> DATA TO EXAMINE:
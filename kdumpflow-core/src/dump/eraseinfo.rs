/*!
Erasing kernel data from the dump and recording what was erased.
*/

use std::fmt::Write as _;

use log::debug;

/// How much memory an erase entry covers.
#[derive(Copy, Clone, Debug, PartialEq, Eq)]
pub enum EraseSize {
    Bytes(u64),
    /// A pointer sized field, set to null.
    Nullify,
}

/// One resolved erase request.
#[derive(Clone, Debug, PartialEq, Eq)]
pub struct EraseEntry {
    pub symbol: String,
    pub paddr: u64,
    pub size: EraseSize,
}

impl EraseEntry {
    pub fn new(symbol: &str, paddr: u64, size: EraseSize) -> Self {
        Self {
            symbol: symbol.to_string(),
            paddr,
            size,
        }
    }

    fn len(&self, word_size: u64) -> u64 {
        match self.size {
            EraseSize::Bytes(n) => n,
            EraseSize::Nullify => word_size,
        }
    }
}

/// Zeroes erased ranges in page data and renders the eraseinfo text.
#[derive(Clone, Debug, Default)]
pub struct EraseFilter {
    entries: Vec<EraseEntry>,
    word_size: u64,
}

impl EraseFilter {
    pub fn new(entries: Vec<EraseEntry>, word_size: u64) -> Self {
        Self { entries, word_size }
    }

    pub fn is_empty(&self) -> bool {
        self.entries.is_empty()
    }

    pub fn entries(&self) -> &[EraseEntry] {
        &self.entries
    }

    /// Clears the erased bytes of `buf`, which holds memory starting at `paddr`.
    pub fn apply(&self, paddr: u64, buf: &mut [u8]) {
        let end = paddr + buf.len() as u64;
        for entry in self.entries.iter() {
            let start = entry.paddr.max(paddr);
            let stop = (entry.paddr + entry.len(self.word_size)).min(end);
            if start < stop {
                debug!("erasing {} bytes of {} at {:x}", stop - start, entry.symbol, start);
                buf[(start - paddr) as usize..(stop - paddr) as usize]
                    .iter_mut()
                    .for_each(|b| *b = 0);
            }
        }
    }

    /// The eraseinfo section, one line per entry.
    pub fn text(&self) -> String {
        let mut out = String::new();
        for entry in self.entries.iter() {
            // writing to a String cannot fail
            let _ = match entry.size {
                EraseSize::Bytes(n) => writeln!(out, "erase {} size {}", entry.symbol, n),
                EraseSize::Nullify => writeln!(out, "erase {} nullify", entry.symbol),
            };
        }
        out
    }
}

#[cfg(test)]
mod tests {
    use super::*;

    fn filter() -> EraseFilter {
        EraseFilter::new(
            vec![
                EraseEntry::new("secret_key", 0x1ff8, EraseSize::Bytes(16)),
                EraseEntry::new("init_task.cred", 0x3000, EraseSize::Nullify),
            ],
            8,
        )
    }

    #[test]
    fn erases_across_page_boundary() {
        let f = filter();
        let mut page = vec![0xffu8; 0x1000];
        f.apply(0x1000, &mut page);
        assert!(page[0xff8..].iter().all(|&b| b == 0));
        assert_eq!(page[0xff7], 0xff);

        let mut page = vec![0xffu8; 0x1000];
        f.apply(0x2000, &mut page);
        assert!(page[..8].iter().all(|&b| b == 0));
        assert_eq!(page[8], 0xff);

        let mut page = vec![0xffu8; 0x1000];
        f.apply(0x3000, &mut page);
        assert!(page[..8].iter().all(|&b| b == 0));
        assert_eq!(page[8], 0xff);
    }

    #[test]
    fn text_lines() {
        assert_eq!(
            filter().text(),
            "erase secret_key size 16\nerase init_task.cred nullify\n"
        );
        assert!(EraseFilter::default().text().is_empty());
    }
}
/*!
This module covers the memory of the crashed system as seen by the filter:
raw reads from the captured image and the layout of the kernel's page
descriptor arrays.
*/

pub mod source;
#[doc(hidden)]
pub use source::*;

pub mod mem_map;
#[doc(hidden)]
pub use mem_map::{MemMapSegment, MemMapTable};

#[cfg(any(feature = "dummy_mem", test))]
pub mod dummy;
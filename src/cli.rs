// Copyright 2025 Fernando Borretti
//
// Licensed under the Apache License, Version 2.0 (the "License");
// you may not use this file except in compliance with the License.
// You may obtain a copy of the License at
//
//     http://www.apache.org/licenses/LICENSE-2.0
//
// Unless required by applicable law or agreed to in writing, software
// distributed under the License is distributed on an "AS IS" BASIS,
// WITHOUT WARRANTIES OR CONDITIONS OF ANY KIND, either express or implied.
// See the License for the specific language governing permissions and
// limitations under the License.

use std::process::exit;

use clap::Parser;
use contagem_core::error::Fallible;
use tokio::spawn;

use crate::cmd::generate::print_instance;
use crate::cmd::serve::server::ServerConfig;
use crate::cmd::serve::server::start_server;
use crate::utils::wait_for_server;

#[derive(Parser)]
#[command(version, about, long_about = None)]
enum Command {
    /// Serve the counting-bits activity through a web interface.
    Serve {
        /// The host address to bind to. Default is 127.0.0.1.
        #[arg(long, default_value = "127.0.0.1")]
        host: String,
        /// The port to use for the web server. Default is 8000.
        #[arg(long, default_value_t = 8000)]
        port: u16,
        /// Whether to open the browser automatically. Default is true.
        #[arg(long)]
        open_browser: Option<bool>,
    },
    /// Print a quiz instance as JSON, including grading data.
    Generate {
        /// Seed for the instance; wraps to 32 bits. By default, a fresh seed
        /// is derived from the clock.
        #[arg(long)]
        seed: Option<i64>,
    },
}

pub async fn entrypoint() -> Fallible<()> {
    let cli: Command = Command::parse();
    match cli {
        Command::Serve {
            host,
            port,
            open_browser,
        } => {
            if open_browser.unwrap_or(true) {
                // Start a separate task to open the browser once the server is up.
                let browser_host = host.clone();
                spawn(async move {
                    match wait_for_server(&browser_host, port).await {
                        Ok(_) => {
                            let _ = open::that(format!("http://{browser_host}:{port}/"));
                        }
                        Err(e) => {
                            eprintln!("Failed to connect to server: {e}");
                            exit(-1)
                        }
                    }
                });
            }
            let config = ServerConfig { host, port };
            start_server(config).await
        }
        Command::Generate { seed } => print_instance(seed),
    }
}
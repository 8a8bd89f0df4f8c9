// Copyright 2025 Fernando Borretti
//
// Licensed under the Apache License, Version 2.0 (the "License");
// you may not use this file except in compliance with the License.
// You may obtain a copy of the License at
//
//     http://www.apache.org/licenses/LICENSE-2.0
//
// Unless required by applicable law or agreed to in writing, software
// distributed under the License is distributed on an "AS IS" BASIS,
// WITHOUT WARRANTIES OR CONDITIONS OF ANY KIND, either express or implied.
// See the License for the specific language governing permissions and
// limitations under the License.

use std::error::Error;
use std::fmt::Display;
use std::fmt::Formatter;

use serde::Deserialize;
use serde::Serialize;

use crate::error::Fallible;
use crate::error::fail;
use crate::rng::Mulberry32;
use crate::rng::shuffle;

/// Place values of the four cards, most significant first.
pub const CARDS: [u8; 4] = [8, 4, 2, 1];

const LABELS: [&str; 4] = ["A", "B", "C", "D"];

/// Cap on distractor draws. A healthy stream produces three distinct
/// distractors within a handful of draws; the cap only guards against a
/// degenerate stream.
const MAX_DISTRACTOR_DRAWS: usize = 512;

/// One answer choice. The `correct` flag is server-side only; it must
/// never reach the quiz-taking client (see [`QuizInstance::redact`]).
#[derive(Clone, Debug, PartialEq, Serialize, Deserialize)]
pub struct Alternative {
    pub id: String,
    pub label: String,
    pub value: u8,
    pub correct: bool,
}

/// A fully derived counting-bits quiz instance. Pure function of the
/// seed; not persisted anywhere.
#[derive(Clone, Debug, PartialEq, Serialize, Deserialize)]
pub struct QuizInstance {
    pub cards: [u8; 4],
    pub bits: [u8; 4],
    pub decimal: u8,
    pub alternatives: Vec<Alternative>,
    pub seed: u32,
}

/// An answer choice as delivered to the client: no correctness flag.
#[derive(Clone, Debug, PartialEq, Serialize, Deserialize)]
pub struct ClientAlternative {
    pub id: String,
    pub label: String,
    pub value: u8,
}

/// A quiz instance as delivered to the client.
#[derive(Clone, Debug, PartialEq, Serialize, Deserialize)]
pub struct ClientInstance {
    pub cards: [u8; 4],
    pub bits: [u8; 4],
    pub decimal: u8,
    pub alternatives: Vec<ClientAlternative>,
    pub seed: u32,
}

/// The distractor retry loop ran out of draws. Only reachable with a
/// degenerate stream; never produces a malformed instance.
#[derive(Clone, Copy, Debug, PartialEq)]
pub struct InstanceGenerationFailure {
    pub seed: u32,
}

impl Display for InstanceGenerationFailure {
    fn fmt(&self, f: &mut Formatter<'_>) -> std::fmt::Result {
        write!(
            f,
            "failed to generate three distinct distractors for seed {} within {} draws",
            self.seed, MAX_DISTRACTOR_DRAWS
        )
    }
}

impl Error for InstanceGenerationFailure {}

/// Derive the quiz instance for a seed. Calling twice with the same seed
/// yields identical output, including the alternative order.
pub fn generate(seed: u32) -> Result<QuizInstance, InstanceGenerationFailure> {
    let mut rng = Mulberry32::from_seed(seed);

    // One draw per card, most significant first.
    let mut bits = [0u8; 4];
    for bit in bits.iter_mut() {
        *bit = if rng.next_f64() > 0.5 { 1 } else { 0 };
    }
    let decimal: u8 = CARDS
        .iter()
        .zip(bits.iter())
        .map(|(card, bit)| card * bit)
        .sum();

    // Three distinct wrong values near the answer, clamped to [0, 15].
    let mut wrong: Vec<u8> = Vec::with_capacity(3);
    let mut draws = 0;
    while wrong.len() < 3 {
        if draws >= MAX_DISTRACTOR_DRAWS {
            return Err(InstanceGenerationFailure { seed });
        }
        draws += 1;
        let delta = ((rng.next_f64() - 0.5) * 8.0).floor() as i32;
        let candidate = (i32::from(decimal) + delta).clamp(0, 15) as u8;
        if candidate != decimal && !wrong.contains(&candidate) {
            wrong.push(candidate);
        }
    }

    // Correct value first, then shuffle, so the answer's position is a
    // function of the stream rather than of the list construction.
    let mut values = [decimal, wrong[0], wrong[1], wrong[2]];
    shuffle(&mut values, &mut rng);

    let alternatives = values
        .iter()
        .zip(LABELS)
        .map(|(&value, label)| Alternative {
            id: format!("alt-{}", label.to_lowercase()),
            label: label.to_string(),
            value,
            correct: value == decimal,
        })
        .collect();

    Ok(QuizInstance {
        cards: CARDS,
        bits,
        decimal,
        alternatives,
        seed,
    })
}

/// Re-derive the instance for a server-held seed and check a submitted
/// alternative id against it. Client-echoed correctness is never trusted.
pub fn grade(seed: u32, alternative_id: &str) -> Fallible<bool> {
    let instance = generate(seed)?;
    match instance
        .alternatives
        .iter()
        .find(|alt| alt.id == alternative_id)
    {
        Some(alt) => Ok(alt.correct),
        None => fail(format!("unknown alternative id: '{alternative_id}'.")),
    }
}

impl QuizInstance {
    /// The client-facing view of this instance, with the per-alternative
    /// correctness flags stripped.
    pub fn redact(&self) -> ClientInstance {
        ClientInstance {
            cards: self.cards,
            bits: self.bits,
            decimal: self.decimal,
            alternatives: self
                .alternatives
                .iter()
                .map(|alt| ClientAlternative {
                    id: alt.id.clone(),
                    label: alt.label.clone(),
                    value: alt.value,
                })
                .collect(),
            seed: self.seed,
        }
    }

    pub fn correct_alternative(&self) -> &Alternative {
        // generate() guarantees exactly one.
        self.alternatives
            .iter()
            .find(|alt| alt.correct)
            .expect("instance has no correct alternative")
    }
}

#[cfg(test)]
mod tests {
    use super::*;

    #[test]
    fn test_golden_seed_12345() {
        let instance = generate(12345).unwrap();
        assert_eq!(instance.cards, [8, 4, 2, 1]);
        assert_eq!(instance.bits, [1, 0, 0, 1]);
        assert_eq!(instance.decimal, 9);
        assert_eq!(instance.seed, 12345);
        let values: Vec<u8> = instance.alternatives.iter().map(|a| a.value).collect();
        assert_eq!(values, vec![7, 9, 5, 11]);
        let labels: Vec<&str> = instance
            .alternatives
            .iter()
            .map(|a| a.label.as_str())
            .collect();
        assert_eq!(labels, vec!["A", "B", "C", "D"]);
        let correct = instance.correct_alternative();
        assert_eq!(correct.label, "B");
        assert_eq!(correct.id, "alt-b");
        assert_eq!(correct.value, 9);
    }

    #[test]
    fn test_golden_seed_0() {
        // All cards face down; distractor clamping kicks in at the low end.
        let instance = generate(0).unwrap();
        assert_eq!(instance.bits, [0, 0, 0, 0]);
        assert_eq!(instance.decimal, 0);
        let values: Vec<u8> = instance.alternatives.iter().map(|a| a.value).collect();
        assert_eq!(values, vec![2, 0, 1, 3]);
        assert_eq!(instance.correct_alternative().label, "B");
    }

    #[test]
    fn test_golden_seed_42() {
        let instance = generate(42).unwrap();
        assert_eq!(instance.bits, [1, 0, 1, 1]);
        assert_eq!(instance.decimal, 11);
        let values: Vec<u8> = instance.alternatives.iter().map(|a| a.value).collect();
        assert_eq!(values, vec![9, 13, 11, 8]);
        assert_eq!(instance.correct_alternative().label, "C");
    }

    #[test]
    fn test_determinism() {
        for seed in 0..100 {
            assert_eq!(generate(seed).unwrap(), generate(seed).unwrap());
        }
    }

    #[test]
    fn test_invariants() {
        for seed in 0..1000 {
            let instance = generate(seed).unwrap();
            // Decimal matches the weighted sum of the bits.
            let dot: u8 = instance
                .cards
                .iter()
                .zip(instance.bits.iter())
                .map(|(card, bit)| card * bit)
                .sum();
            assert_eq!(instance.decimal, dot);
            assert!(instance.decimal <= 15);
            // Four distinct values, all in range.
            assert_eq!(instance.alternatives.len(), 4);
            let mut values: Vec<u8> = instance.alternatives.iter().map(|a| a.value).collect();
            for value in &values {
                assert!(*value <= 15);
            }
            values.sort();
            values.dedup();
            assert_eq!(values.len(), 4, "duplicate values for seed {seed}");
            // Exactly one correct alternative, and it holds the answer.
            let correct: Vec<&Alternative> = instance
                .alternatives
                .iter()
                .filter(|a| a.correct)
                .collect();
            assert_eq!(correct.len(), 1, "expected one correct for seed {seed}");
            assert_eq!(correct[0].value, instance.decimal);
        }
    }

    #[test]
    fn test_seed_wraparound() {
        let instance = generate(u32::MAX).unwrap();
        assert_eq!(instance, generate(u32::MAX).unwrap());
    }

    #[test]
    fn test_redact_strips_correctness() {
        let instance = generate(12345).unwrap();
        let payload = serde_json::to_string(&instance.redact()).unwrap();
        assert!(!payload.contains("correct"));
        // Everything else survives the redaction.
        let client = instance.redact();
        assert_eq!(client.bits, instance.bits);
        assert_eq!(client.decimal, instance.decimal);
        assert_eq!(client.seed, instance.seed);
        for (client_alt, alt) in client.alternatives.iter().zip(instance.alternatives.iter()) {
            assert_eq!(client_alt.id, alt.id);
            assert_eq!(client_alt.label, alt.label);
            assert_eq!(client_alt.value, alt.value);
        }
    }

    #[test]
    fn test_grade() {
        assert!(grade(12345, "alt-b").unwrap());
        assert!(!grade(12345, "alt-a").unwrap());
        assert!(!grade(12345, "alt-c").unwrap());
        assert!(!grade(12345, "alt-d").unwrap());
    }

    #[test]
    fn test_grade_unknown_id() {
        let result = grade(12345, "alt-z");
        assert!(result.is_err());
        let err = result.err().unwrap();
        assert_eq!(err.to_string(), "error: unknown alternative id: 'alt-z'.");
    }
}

> EXERCISE GOAL: When a line above includes the word "bool", please list that line.

> RESPONSE TO THIS TASK:
    pub fn is_empty(&self) -> bool {
        open_browser: Option<bool>,
    pub correct: bool,
pub fn grade(seed: u32, alternative_id: &str) -> Fallible<bool> {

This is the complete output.